Overview

Via the Messaging API, external clients can publish and subscribe to public DSH streams:

• Messages published to a public DSH stream via the Messaging API are written to the *.dsh Kafka topic of that stream.
• Via the MQTT protocol, external clients can publish and subscribe to MQTT topics, and they can receive new messages as they appear on an MQTT topic.
• Via the HTTP protocol, external clients can publish to MQTT topics, but they can only receive the retained messages for an MQTT topic.
• If an external client subscribes to a public DSH stream, then it subscribes to all Kafka topics in the DSH stream. This includes the Kafka topics in the DSH stream that are owned by tenants.
• As a tenant, you can request a platform administrator to limit the MQTT topics that external clients can access via the APIs. This is managed via “Publish” and “Subscribe” permissions and MQTT wildcards in Access Control Lists (ACLs).
• All connections are encrypted using TLS.
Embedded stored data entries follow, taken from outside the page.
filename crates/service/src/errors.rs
use thiserror::Error;

#[derive(Debug, Error)]
pub enum ServiceError {
    #[error("validation error: {0}")]
    Validation(String),
    #[error("{0} not found")]
    NotFound(String),
    #[error("store error: {0}")]
    Store(String),
}

impl ServiceError {
    pub fn not_found(entity: &str) -> Self { Self::NotFound(entity.to_string()) }
}
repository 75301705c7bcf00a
use std::collections::HashMap;
use std::sync::Arc;

use serde::{Deserialize, Serialize};
use tracing::debug;

use crate::errors::ServiceError;
use crate::storage::KeyValue;

/// Incoming record payload, shared by create, update and bulk import rows.
/// All fields optional at the type level; presence is what validation checks.
/// On update the body `id` is ignored, the path parameter wins.
#[derive(Clone, Debug, Default, Serialize, Deserialize, PartialEq)]
pub struct StudentInput {
    #[serde(skip_serializing_if = "Option::is_none")]
    pub id: Option<String>,
    #[serde(skip_serializing_if = "Option::is_none")]
    pub name: Option<String>,
    #[serde(skip_serializing_if = "Option::is_none")]
    pub email: Option<String>,
    #[serde(skip_serializing_if = "Option::is_none")]
    pub contact: Option<String>,
    #[serde(skip_serializing_if = "Option::is_none")]
    pub college: Option<String>,
    #[serde(skip_serializing_if = "Option::is_none")]
    pub course: Option<String>,
    #[serde(skip_serializing_if = "Option::is_none")]
    pub age: Option<String>,
    #[serde(skip_serializing_if = "Option::is_none")]
    pub address: Option<String>,
}

/// Treat empty and whitespace-only strings as absent.
fn present(v: &Option<String>) -> Option<&str> {
    v.as_deref().map(str::trim).filter(|s| !s.is_empty())
}

impl StudentInput {
    /// Required-field check shared by create and bulk import:
    /// `id`, `name`, `course`, `age`, `address` must be non-empty.
    pub fn require_create_fields(&self) -> Result<&str, ServiceError> {
        let missing = || ServiceError::Validation("All fields are required".to_string());
        let id = present(&self.id).ok_or_else(missing)?;
        for field in [&self.name, &self.course, &self.age, &self.address] {
            if present(field).is_none() {
                return Err(missing());
            }
        }
        Ok(id)
    }

    /// `(attribute, value)` pairs for every present field, in stored order.
    pub fn field_pairs(&self) -> Vec<(&'static str, &str)> {
        let mut pairs = Vec::new();
        for (name, value) in [
            ("name", &self.name),
            ("email", &self.email),
            ("contact", &self.contact),
            ("college", &self.college),
            ("course", &self.course),
            ("age", &self.age),
            ("address", &self.address),
        ] {
            if let Some(v) = present(value) {
                pairs.push((name, v));
            }
        }
        pairs
    }
}

/// A stored record as returned by list: id plus whatever fields the hash
/// holds. Absent fields are omitted from JSON output.
#[derive(Clone, Debug, Serialize, Deserialize, PartialEq)]
pub struct StudentRecord {
    pub id: String,
    #[serde(skip_serializing_if = "Option::is_none")]
    pub name: Option<String>,
    #[serde(skip_serializing_if = "Option::is_none")]
    pub email: Option<String>,
    #[serde(skip_serializing_if = "Option::is_none")]
    pub contact: Option<String>,
    #[serde(skip_serializing_if = "Option::is_none")]
    pub college: Option<String>,
    #[serde(skip_serializing_if = "Option::is_none")]
    pub course: Option<String>,
    #[serde(skip_serializing_if = "Option::is_none")]
    pub age: Option<String>,
    #[serde(skip_serializing_if = "Option::is_none")]
    pub address: Option<String>,
}

impl StudentRecord {
    fn from_hash(id: String, mut fields: HashMap<String, String>) -> Self {
        Self {
            id,
            name: fields.remove("name"),
            email: fields.remove("email"),
            contact: fields.remove("contact"),
            college: fields.remove("college"),
            course: fields.remove("course"),
            age: fields.remove("age"),
            address: fields.remove("address"),
        }
    }
}

/// Domain operations over student records, backed by an injected [`KeyValue`]
/// handle. Records live at `<prefix><id>` as store-side hashes.
#[derive(Clone)]
pub struct RecordsService {
    kv: Arc<dyn KeyValue>,
    prefix: String,
}

impl RecordsService {
    pub fn new(kv: Arc<dyn KeyValue>, prefix: impl Into<String>) -> Self {
        Self { kv, prefix: prefix.into() }
    }

    fn key(&self, id: &str) -> String {
        format!("{}{}", self.prefix, id)
    }

    /// Save a new record, one field write per present field. Overwrites an
    /// existing record at the same id without warning.
    pub async fn create(&self, input: &StudentInput) -> Result<(), ServiceError> {
        let id = input.require_create_fields()?;
        let key = self.key(id);
        for (field, value) in input.field_pairs() {
            self.kv.store(&key, field, value).await?;
        }
        debug!(%id, "student record saved");
        Ok(())
    }

    /// Enumerate every record under the key prefix: one scan, then one
    /// fetch per key. No ordering guarantee, no pagination.
    pub async fn list(&self) -> Result<Vec<StudentRecord>, ServiceError> {
        let keys = self.kv.keys(&format!("{}*", self.prefix)).await?;
        let mut records = Vec::with_capacity(keys.len());
        for key in keys {
            let fields = self.kv.load(&key).await?;
            if fields.is_empty() {
                // key deleted between scan and fetch
                continue;
            }
            let id = key.strip_prefix(&self.prefix).unwrap_or(&key).to_string();
            records.push(StudentRecord::from_hash(id, fields));
        }
        Ok(records)
    }

    /// Overwrite the supplied fields of an existing record. Each field's own
    /// presence gates its write; absent fields keep their prior value.
    pub async fn update(&self, id: &str, input: &StudentInput) -> Result<(), ServiceError> {
        let pairs = input.field_pairs();
        if pairs.is_empty() {
            return Err(ServiceError::Validation(
                "At least one field is required to update".to_string(),
            ));
        }
        let key = self.key(id);
        let existing = self.kv.load(&key).await?;
        if existing.is_empty() {
            return Err(ServiceError::not_found("student"));
        }
        for (field, value) in pairs {
            self.kv.store(&key, field, value).await?;
        }
        debug!(%id, "student record updated");
        Ok(())
    }

    /// Remove a record. Idempotent: reports success whether or not the id
    /// existed.
    pub async fn delete(&self, id: &str) -> Result<(), ServiceError> {
        self.kv.remove(&self.key(id)).await?;
        debug!(%id, "student record deleted");
        Ok(())
    }
}

#[cfg(test)]
mod tests {
    use super::*;
    use crate::storage::memory::MemoryKv;

    fn service() -> (Arc<MemoryKv>, RecordsService) {
        let kv = Arc::new(MemoryKv::new());
        let records = RecordsService::new(kv.clone(), "record:");
        (kv, records)
    }

    fn valid_input(id: &str) -> StudentInput {
        StudentInput {
            id: Some(id.into()),
            name: Some("A".into()),
            course: Some("CS".into()),
            age: Some("20".into()),
            address: Some("X".into()),
            ..Default::default()
        }
    }

    #[tokio::test]
    async fn create_then_list_roundtrips() -> Result<(), ServiceError> {
        let (_, records) = service();
        records.create(&valid_input("1")).await?;

        let listed = records.list().await?;
        assert_eq!(listed.len(), 1);
        let rec = &listed[0];
        assert_eq!(rec.id, "1");
        assert_eq!(rec.name.as_deref(), Some("A"));
        assert_eq!(rec.course.as_deref(), Some("CS"));
        assert_eq!(rec.age.as_deref(), Some("20"));
        assert_eq!(rec.address.as_deref(), Some("X"));
        // optional fields were never written
        assert_eq!(rec.email, None);
        assert_eq!(rec.contact, None);
        assert_eq!(rec.college, None);
        Ok(())
    }

    #[tokio::test]
    async fn create_missing_required_writes_nothing() -> Result<(), ServiceError> {
        let (kv, records) = service();
        let mut input = valid_input("1");
        input.name = None;

        let err = records.create(&input).await.unwrap_err();
        assert!(matches!(err, ServiceError::Validation(_)));
        assert!(kv.keys("record:*").await?.is_empty());
        Ok(())
    }

    #[tokio::test]
    async fn create_treats_blank_as_missing() {
        let (_, records) = service();
        let mut input = valid_input("1");
        input.address = Some("   ".into());
        assert!(records.create(&input).await.is_err());
    }

    #[tokio::test]
    async fn create_overwrites_existing_record() -> Result<(), ServiceError> {
        let (_, records) = service();
        records.create(&valid_input("1")).await?;
        let mut second = valid_input("1");
        second.name = Some("B".into());
        records.create(&second).await?;

        let listed = records.list().await?;
        assert_eq!(listed.len(), 1);
        assert_eq!(listed[0].name.as_deref(), Some("B"));
        Ok(())
    }

    #[tokio::test]
    async fn update_missing_record_is_not_found() -> Result<(), ServiceError> {
        let (kv, records) = service();
        let input = StudentInput { name: Some("B".into()), ..Default::default() };

        let err = records.update("42", &input).await.unwrap_err();
        assert!(matches!(err, ServiceError::NotFound(_)));
        // the failed update must not create the record
        assert!(kv.load("record:42").await?.is_empty());
        Ok(())
    }

    #[tokio::test]
    async fn update_without_fields_is_rejected() -> Result<(), ServiceError> {
        let (_, records) = service();
        records.create(&valid_input("1")).await?;
        let err = records.update("1", &StudentInput::default()).await.unwrap_err();
        assert!(matches!(err, ServiceError::Validation(_)));
        Ok(())
    }

    #[tokio::test]
    async fn update_email_alone_updates_email() -> Result<(), ServiceError> {
        let (_, records) = service();
        records.create(&valid_input("1")).await?;

        let input = StudentInput { email: Some("a@b.c".into()), ..Default::default() };
        records.update("1", &input).await?;

        let listed = records.list().await?;
        assert_eq!(listed[0].email.as_deref(), Some("a@b.c"));
        // untouched fields keep their prior values
        assert_eq!(listed[0].name.as_deref(), Some("A"));
        Ok(())
    }

    #[tokio::test]
    async fn delete_is_idempotent() -> Result<(), ServiceError> {
        let (_, records) = service();
        records.create(&valid_input("1")).await?;

        records.delete("1").await?;
        assert!(records.list().await?.is_empty());
        // deleting an absent id still reports success
        records.delete("1").await?;
        Ok(())
    }
}
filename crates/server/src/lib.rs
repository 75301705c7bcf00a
pub mod errors;
pub mod routes;
pub mod startup;

pub use startup::run;
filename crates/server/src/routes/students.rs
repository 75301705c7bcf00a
use std::io::Write;

use axum::extract::{Multipart, Path, State};
use axum::http::StatusCode;
use axum::Json;
use serde_json::json;
use tempfile::NamedTempFile;
use tracing::debug;

use service::import;
use service::records::{StudentInput, StudentRecord};

use crate::errors::JsonApiError;
use crate::routes::AppState;

/// 保存学生记录
pub async fn create_student(
    State(state): State<AppState>,
    Json(input): Json<StudentInput>,
) -> Result<(StatusCode, Json<serde_json::Value>), JsonApiError> {
    state.records.create(&input).await?;
    Ok((
        StatusCode::CREATED,
        Json(json!({ "message": "Student saved successfully" })),
    ))
}

/// 列出全部学生记录
pub async fn list_students(
    State(state): State<AppState>,
) -> Result<Json<Vec<StudentRecord>>, JsonApiError> {
    Ok(Json(state.records.list().await?))
}

/// 更新指定学生记录（仅覆盖请求中出现的字段）
pub async fn update_student(
    State(state): State<AppState>,
    Path(id): Path<String>,
    Json(input): Json<StudentInput>,
) -> Result<Json<serde_json::Value>, JsonApiError> {
    state.records.update(&id, &input).await?;
    Ok(Json(json!({ "message": "Student updated successfully" })))
}

/// 删除指定学生记录（幂等）
pub async fn delete_student(
    State(state): State<AppState>,
    Path(id): Path<String>,
) -> Result<Json<serde_json::Value>, JsonApiError> {
    state.records.delete(&id).await?;
    Ok(Json(json!({ "message": "Student deleted successfully" })))
}

/// 上传 CSV 批量导入学生记录
///
/// The upload is spooled to a named temp file; the file is removed when the
/// handle drops, whether the import succeeds or fails.
pub async fn upload_csv(
    State(state): State<AppState>,
    mut multipart: Multipart,
) -> Result<Json<serde_json::Value>, JsonApiError> {
    let mut spool: Option<NamedTempFile> = None;
    while let Some(field) = multipart
        .next_field()
        .await
        .map_err(|e| JsonApiError::new(StatusCode::BAD_REQUEST, "Invalid Upload", Some(e.to_string())))?
    {
        if field.name() != Some("file") {
            continue;
        }
        let bytes = field.bytes().await.map_err(|e| {
            JsonApiError::new(StatusCode::BAD_REQUEST, "Invalid Upload", Some(e.to_string()))
        })?;
        let mut file = NamedTempFile::new().map_err(|e| {
            JsonApiError::new(
                StatusCode::INTERNAL_SERVER_ERROR,
                "Internal Server Error",
                Some(e.to_string()),
            )
        })?;
        file.write_all(&bytes).map_err(|e| {
            JsonApiError::new(
                StatusCode::INTERNAL_SERVER_ERROR,
                "Internal Server Error",
                Some(e.to_string()),
            )
        })?;
        debug!(size = bytes.len(), "upload spooled to temp file");
        spool = Some(file);
        break;
    }

    let file = spool.ok_or_else(|| {
        JsonApiError::new(
            StatusCode::BAD_REQUEST,
            "Validation Error",
            Some("No file uploaded".to_string()),
        )
    })?;

    let report = import::import_csv(&state.records, file.path()).await?;
    Ok(Json(json!({
        "message": "CSV data uploaded and processed successfully",
        "accepted": report.accepted,
        "skipped": report.skipped,
    })))
}
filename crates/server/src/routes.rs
pub mod students;

use axum::{
    routing::{get, post, put},
    Json, Router,
};
use tower_http::{
    cors::CorsLayer,
    trace::{DefaultMakeSpan, DefaultOnFailure, DefaultOnRequest, DefaultOnResponse, TraceLayer},
};
use tracing::Level;

use common::types::Health;
use service::records::RecordsService;

/// Shared handler state: the injected record-store handle.
#[derive(Clone)]
pub struct AppState {
    pub records: RecordsService,
}

pub async fn health() -> Json<Health> {
    Json(Health { status: "ok" })
}

/// Build the full application router.
pub fn build_router(state: AppState, cors: CorsLayer) -> Router {
    Router::new()
        .route("/health", get(health))
        .route("/students", get(students::list_students).post(students::create_student))
        .route(
            "/students/:id",
            put(students::update_student).delete(students::delete_student),
        )
        .route("/students/upload-csv", post(students::upload_csv))
        .with_state(state)
        .layer(cors)
        .layer(
            TraceLayer::new_for_http()
                // 每次请求创建 span，包含方法和路径等，日志级别为 INFO
                .make_span_with(
                    DefaultMakeSpan::new()
                        .level(Level::INFO)
                        .include_headers(false),
                )
                // 请求到达时打点
                .on_request(DefaultOnRequest::new().level(Level::INFO))
                // 响应返回时打点，包含状态码与耗时
                .on_response(
                    DefaultOnResponse::new()
                        .level(Level::INFO)
                        .include_headers(false),
                )
                // 失败（5xx 等）时以 ERROR 记录
                .on_failure(DefaultOnFailure::new().level(Level::ERROR)),
        )
}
The DSH combines the MQTT protocol with Apache Kafka: if you write a message to a public DSH stream via the Messaging API, then the DSH stores this message in a Kafka topic. As a consequence, you encounter concepts from both MQTT and Kafka on the DSH, and the DSH also introduces new concepts to interact with MQTT and Kafka. The following sections describe all these concepts.

MQTT and HTTP

The DSH offers a Messaging API for both MQTT and HTTP, but they serve different use cases.

• MQTT:
  • Use MQTT for persistent connections between external clients (MQTT clients) and the DSH.
  • The MQTT client receives a new message as soon as it’s published on the DSH.
  • This supports the scenario of devices that have a permanent connection to the DSH and that want to produce to or consume from MQTT topics on the DSH non-stop via a data stream.
• HTTP:
  • Use HTTP for short-lived connections between external clients (HTTP clients) and the DSH.
  • The HTTP client can only receive retained messages from the DSH.
  • This supports the scenario of devices that are in sleeping mode most of the time, wake up at a set time interval, make a connection, exchange data with the DSH, and go back to sleep again.

Tip

• Use the Messaging API if your use case involves small amounts of data and a large number of producers and consumers.
• Use the Kafka Proxy if your use case involves large amounts of data and a small number of producers and consumers.

MQTT specification

The DSH implements MQTT as follows:

• It implements a subset of the MQTT 3.1.1 protocol.
• Each standards-compliant MQTT client can connect to the DSH without problems.
• The DSH doesn’t support the following features:
  • QoS 2
  • QoS 1 for subscriptions. The DSH downgrades all subscriptions automatically to QoS 0.
  • Last-will-and-testament
  • Session resumption. The DSH treats each connection as if the clean-session flag was set.
• The DSH extends the MQTT protocol with Wildcard publications.
• All external clients have a maximum ingest rate (publish rate) of 10 messages per second. It isn’t possible to set a rate per client or per MQTT token.
• It’s recommended to use the client ID from the MQTT token provided by the DSH as the value for the MQTT client ID when you set up the connection with the Messaging API. See Client ID for more information.

HTTP specification

The current version of the REST API of the HTTP protocol adapter is version 0:

• The URLs have the following structure: https://api.<platform-url>/data/v0/<single|multi>/<mqtt topic>
• For example: https://api.<platform-url>/data/v0/single/tt/temperature/house/kitchen/sensor

See HTTP specification for an overview of the endpoints.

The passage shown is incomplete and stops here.